Whereupon Dean’s mood had suddenly darkened, and he’d wandered off to bust up a pool table, leaving Billy to pay the tab and think about what he’d just heard.

A shine, the flags on his truck: it all started to make sense now. A Negro had taken offense at Billy’s choice of decoration, and the end result was the immolation of Billy’s pride and joy.
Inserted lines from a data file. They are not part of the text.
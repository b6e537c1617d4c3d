//! Voice-tutor persona selection.
//!
//! The core only picks persona metadata; connecting to a speech service is
//! the host's job (see [`VoiceConfig`](crate::config::VoiceConfig) for the
//! persona to external agent id mapping).

use serde::Serialize;

use crate::domain::foundation::{Rule, RuleChain, RuleMatch};
use crate::domain::learner::{
    ChallengeLevel, LearnerProfile, LearningStyle, LiteracyLevel, Motivation,
};

crate::learner_enum! {
    /// Named persona bundle
    PersonaId {
        Simple => "simple",
        Anxious => "anxious",
        Visual => "visual",
        Advanced => "advanced",
        Standard => "standard",
    }
}

crate::learner_enum! {
    /// Conversational register
    VoiceStyle {
        Patient => "patient",
        Standard => "standard",
        Efficient => "efficient",
    }
}

crate::learner_enum! {
    /// Speaking pace
    VoicePace {
        Slow => "slow",
        Normal => "normal",
        Fast => "fast",
    }
}

crate::learner_enum! {
    /// How often the tutor offers positive reinforcement
    Encouragement {
        High => "high",
        Medium => "medium",
        Low => "low",
    }
}

/// Persona metadata handed to the voice collaborator.
#[derive(Debug, Clone, Copy, PartialEq, Eq, Serialize)]
#[serde(rename_all = "camelCase")]
pub struct VoiceAgentConfig {
    pub persona_id: PersonaId,
    pub style: VoiceStyle,
    pub pace: VoicePace,
    pub encouragement: Encouragement,
}

const SIMPLE_PERSONA: VoiceAgentConfig = VoiceAgentConfig {
    persona_id: PersonaId::Simple,
    style: VoiceStyle::Patient,
    pace: VoicePace::Slow,
    encouragement: Encouragement::High,
};

const ANXIOUS_PERSONA: VoiceAgentConfig = VoiceAgentConfig {
    persona_id: PersonaId::Anxious,
    style: VoiceStyle::Patient,
    pace: VoicePace::Normal,
    encouragement: Encouragement::High,
};

const VISUAL_PERSONA: VoiceAgentConfig = VoiceAgentConfig {
    persona_id: PersonaId::Visual,
    style: VoiceStyle::Standard,
    pace: VoicePace::Normal,
    encouragement: Encouragement::Medium,
};

const ADVANCED_PERSONA: VoiceAgentConfig = VoiceAgentConfig {
    persona_id: PersonaId::Advanced,
    style: VoiceStyle::Efficient,
    pace: VoicePace::Fast,
    encouragement: Encouragement::Low,
};

const STANDARD_PERSONA: VoiceAgentConfig = VoiceAgentConfig {
    persona_id: PersonaId::Standard,
    style: VoiceStyle::Standard,
    pace: VoicePace::Normal,
    encouragement: Encouragement::Medium,
};

fn needs_accessible_support(p: &LearnerProfile) -> bool {
    p.needs_accessible_presentation()
}

fn needs_encouragement(p: &LearnerProfile) -> bool {
    p.motivation == Motivation::Intrinsic || p.challenge_level == ChallengeLevel::Low
}

fn is_visual_learner(p: &LearnerProfile) -> bool {
    p.learning_style == LearningStyle::Visual
}

fn is_high_literacy(p: &LearnerProfile) -> bool {
    p.literacy_level == LiteracyLevel::High
}

/// Persona priority list, first match wins. Profiles routinely match more
/// than one rule, so the order here is part of the behaviour.
pub static VOICE_AGENT_RULES: RuleChain<LearnerProfile, VoiceAgentConfig> = RuleChain::new(
    &[
        Rule {
            name: "accessible-support",
            applies: needs_accessible_support,
            outcome: SIMPLE_PERSONA,
        },
        Rule {
            name: "encouraging",
            applies: needs_encouragement,
            outcome: ANXIOUS_PERSONA,
        },
        Rule {
            name: "visual",
            applies: is_visual_learner,
            outcome: VISUAL_PERSONA,
        },
        Rule {
            name: "advanced",
            applies: is_high_literacy,
            outcome: ADVANCED_PERSONA,
        },
    ],
    STANDARD_PERSONA,
);

/// Voice persona for `profile`.
pub fn voice_agent_for(profile: &LearnerProfile) -> VoiceAgentConfig {
    voice_agent_match(profile).outcome
}

/// Like [`voice_agent_for`] but also reports which rule fired.
pub fn voice_agent_match(profile: &LearnerProfile) -> RuleMatch<VoiceAgentConfig> {
    let m = VOICE_AGENT_RULES.evaluate(profile);
    tracing::debug!(
        rule = m.rule.unwrap_or("fallback"),
        persona = %m.outcome.persona_id,
        "Selected voice persona"
    );
    m
}

#[cfg(test)]
mod tests {
    use super::*;
    use crate::domain::learner::profile::fixtures::premium_profile;
    use crate::domain::learner::InterfaceStyle;

    // premium_profile: kinesthetic, extrinsic, high challenge, high literacy, premium.

    #[test]
    fn basic_literacy_gets_patient_slow_persona() {
        let mut p = premium_profile();
        p.literacy_level = LiteracyLevel::Basic;
        assert_eq!(voice_agent_for(&p), SIMPLE_PERSONA);
    }

    #[test]
    fn accessible_interface_beats_intrinsic_motivation() {
        let mut p = premium_profile();
        p.interface_style = InterfaceStyle::Accessible;
        p.motivation = Motivation::Intrinsic;
        let m = voice_agent_match(&p);
        assert_eq!(m.rule, Some("accessible-support"));
        assert_eq!(m.outcome.pace, VoicePace::Slow);
    }

    #[test]
    fn intrinsic_motivation_gets_encouraging_persona() {
        let mut p = premium_profile();
        p.motivation = Motivation::Intrinsic;
        let config = voice_agent_for(&p);
        assert_eq!(config.persona_id, PersonaId::Anxious);
        assert_eq!(config.style, VoiceStyle::Patient);
        assert_eq!(config.pace, VoicePace::Normal);
        assert_eq!(config.encouragement, Encouragement::High);
    }

    #[test]
    fn low_challenge_gets_encouraging_persona_even_when_visual() {
        let mut p = premium_profile();
        p.challenge_level = ChallengeLevel::Low;
        p.learning_style = LearningStyle::Visual;
        assert_eq!(voice_agent_for(&p).persona_id, PersonaId::Anxious);
    }

    #[test]
    fn visual_learner_beats_high_literacy() {
        let mut p = premium_profile();
        p.learning_style = LearningStyle::Visual;
        assert_eq!(voice_agent_for(&p), VISUAL_PERSONA);
    }

    #[test]
    fn high_literacy_gets_efficient_persona() {
        assert_eq!(voice_agent_for(&premium_profile()), ADVANCED_PERSONA);
    }

    #[test]
    fn fallback_is_standard_persona() {
        let mut p = premium_profile();
        p.literacy_level = LiteracyLevel::Medium;
        let m = voice_agent_match(&p);
        assert_eq!(m.rule, None);
        assert_eq!(m.outcome, STANDARD_PERSONA);
    }

    #[test]
    fn rule_order_is_fixed() {
        let names: Vec<_> = VOICE_AGENT_RULES.rules().iter().map(|r| r.name).collect();
        assert_eq!(
            names,
            vec!["accessible-support", "encouraging", "visual", "advanced"]
        );
    }

    #[test]
    fn every_profile_gets_a_persona() {
        for profile in LearnerProfile::all() {
            let config = VOICE_AGENT_RULES.outcome(&profile);
            if profile.needs_accessible_presentation() {
                assert_eq!(config.persona_id, PersonaId::Simple);
            }
        }
    }
}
Billy didn’t know a whole lot about history, but he recalled that brave men had died for his right to freedom of expression – which Billy chose to interpret as the right to be as offensive as he chose – and those fine individuals were not going to have sacrificed themselves in vain.

Billy didn’t like to think of the coloreds as shines, or – much worse – niggers. His father didn’t hold with that kind of language, and had passed this on to his son. Bobby Ocean took the view that only uncouth men used racially derogatory terms, so in public they were ‘blacks,’ and otherwise ‘Negroes.’ A man, said Bobby, could demean the Negroes all he liked – Latinos, Jews, and Arabs too – but had to learn to temper his language in both public and private. It was important to appear reasonable, to disguise prejudice with plausibility. Be moderate in your speech, his father would say, so you can be radical in your actions.

Queers were different, though. As far as Bobby Ocean was concerned, you could call them what you liked.